◆ Exercise objective ◆
What do the lines from the top of the data through the line with "pub fn from_system()" say? Quote them exactly and include both ends.

(Records drawn from a dataset)
%%

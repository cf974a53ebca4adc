// SPDX-License-Identifier: MPL-2.0
//! Light and dark color schemes and the persisted theme mode.
//!
//! The navbar toggle cycles [`ThemeMode`]; [`AppTheme`] resolves the mode to
//! a concrete [`ColorScheme`] once, at construction, so views read plain
//! colors instead of re-detecting the system theme every frame.

use crate::ui::design_tokens::palette;
use iced::Color;
use serde::{Deserialize, Serialize};

/// The resolved colors the views paint with.
#[derive(Debug, Clone)]
pub struct ColorScheme {
    /// Page background.
    pub surface_primary: Color,
    /// Panels and cards.
    pub surface_secondary: Color,
    /// Hairlines and outlines.
    pub surface_tertiary: Color,
    /// Headings and body copy.
    pub text_primary: Color,
    /// Supporting copy.
    pub text_secondary: Color,
    /// Muted copy, like the footer copyright line.
    pub text_tertiary: Color,
    /// First stop of the brand gradient, doubling as the interactive accent.
    pub brand_primary: Color,
    /// Second stop of the brand gradient.
    pub brand_secondary: Color,
}

impl ColorScheme {
    #[must_use]
    pub fn light() -> Self {
        Self {
            surface_primary: palette::WHITE,
            surface_secondary: palette::GRAY_100,
            surface_tertiary: palette::GRAY_200,
            text_primary: palette::GRAY_900,
            text_secondary: palette::GRAY_700,
            text_tertiary: palette::GRAY_400,
            brand_primary: palette::PRIMARY_500,
            brand_secondary: palette::ACCENT_500,
        }
    }

    /// Dark surfaces keep a slight indigo tint rather than a flat gray, and
    /// the brand stops step one shade lighter to hold contrast.
    #[must_use]
    pub fn dark() -> Self {
        Self {
            surface_primary: palette::GRAY_900,
            surface_secondary: Color::from_rgb(0.14, 0.14, 0.17),
            surface_tertiary: Color::from_rgb(0.19, 0.19, 0.23),
            text_primary: palette::WHITE,
            text_secondary: palette::GRAY_200,
            text_tertiary: palette::GRAY_400,
            brand_primary: palette::PRIMARY_400,
            brand_secondary: palette::ACCENT_400,
        }
    }

    /// Detects the system theme and returns the matching scheme.
    #[must_use]
    pub fn from_system() -> Self {
        if let Ok(dark_light::Mode::Light) = dark_light::detect() {
            Self::light()
        } else {
            // Dark is the fallback when detection fails.
            Self::dark()
        }
    }
}

/// The active scheme together with the mode that produced it.
#[derive(Debug, Clone)]
pub struct AppTheme {
    pub colors: ColorScheme,
    pub mode: ThemeMode,
}

/// User-selectable theme preference, persisted in `settings.toml`.
#[derive(Debug, Clone, Copy, PartialEq, Eq, Default, Serialize, Deserialize)]
#[serde(rename_all = "lowercase")]
pub enum ThemeMode {
    Light,
    Dark,
    #[default]
    System,
}

impl ThemeMode {
    /// Whether the effective theme is dark, consulting the OS for `System`.
    #[must_use]
    pub fn is_dark(self) -> bool {
        match self {
            ThemeMode::Light => false,
            ThemeMode::Dark => true,
            ThemeMode::System => !matches!(dark_light::detect(), Ok(dark_light::Mode::Light)),
        }
    }

    /// Advances to the next mode in the navbar toggle order.
    #[must_use]
    pub fn cycle(self) -> Self {
        match self {
            ThemeMode::System => ThemeMode::Light,
            ThemeMode::Light => ThemeMode::Dark,
            ThemeMode::Dark => ThemeMode::System,
        }
    }

    /// The i18n key for the toggle label shown in the navbar.
    #[must_use]
    pub fn label_key(self) -> &'static str {
        match self {
            ThemeMode::Light => "navbar-theme-light",
            ThemeMode::Dark => "navbar-theme-dark",
            ThemeMode::System => "navbar-theme-system",
        }
    }
}

impl AppTheme {
    #[must_use]
    pub fn new(mode: ThemeMode) -> Self {
        let colors = match mode {
            ThemeMode::Light => ColorScheme::light(),
            ThemeMode::Dark => ColorScheme::dark(),
            ThemeMode::System => ColorScheme::from_system(),
        };

        Self { colors, mode }
    }
}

%%

◆ Response box ◆
repository cf974a53ebca4adc
// SPDX-License-Identifier: MPL-2.0
//! Light and dark color schemes and the persisted theme mode.
//!
//! The navbar toggle cycles [`ThemeMode`]; [`AppTheme`] resolves the mode to
//! a concrete [`ColorScheme`] once, at construction, so views read plain
//! colors instead of re-detecting the system theme every frame.

use crate::ui::design_tokens::palette;
use iced::Color;
use serde::{Deserialize, Serialize};

/// The resolved colors the views paint with.
#[derive(Debug, Clone)]
pub struct ColorScheme {
    /// Page background.
    pub surface_primary: Color,
    /// Panels and cards.
    pub surface_secondary: Color,
    /// Hairlines and outlines.
    pub surface_tertiary: Color,
    /// Headings and body copy.
    pub text_primary: Color,
    /// Supporting copy.
    pub text_secondary: Color,
    /// Muted copy, like the footer copyright line.
    pub text_tertiary: Color,
    /// First stop of the brand gradient, doubling as the interactive accent.
    pub brand_primary: Color,
    /// Second stop of the brand gradient.
    pub brand_secondary: Color,
}

impl ColorScheme {
    #[must_use]
    pub fn light() -> Self {
        Self {
            surface_primary: palette::WHITE,
            surface_secondary: palette::GRAY_100,
            surface_tertiary: palette::GRAY_200,
            text_primary: palette::GRAY_900,
            text_secondary: palette::GRAY_700,
            text_tertiary: palette::GRAY_400,
            brand_primary: palette::PRIMARY_500,
            brand_secondary: palette::ACCENT_500,
        }
    }

    /// Dark surfaces keep a slight indigo tint rather than a flat gray, and
    /// the brand stops step one shade lighter to hold contrast.
    #[must_use]
    pub fn dark() -> Self {
        Self {
            surface_primary: palette::GRAY_900,
            surface_secondary: Color::from_rgb(0.14, 0.14, 0.17),
            surface_tertiary: Color::from_rgb(0.19, 0.19, 0.23),
            text_primary: palette::WHITE,
            text_secondary: palette::GRAY_200,
            text_tertiary: palette::GRAY_400,
            brand_primary: palette::PRIMARY_400,
            brand_secondary: palette::ACCENT_400,
        }
    }

    /// Detects the system theme and returns the matching scheme.
    #[must_use]
    pub fn from_system() -> Self {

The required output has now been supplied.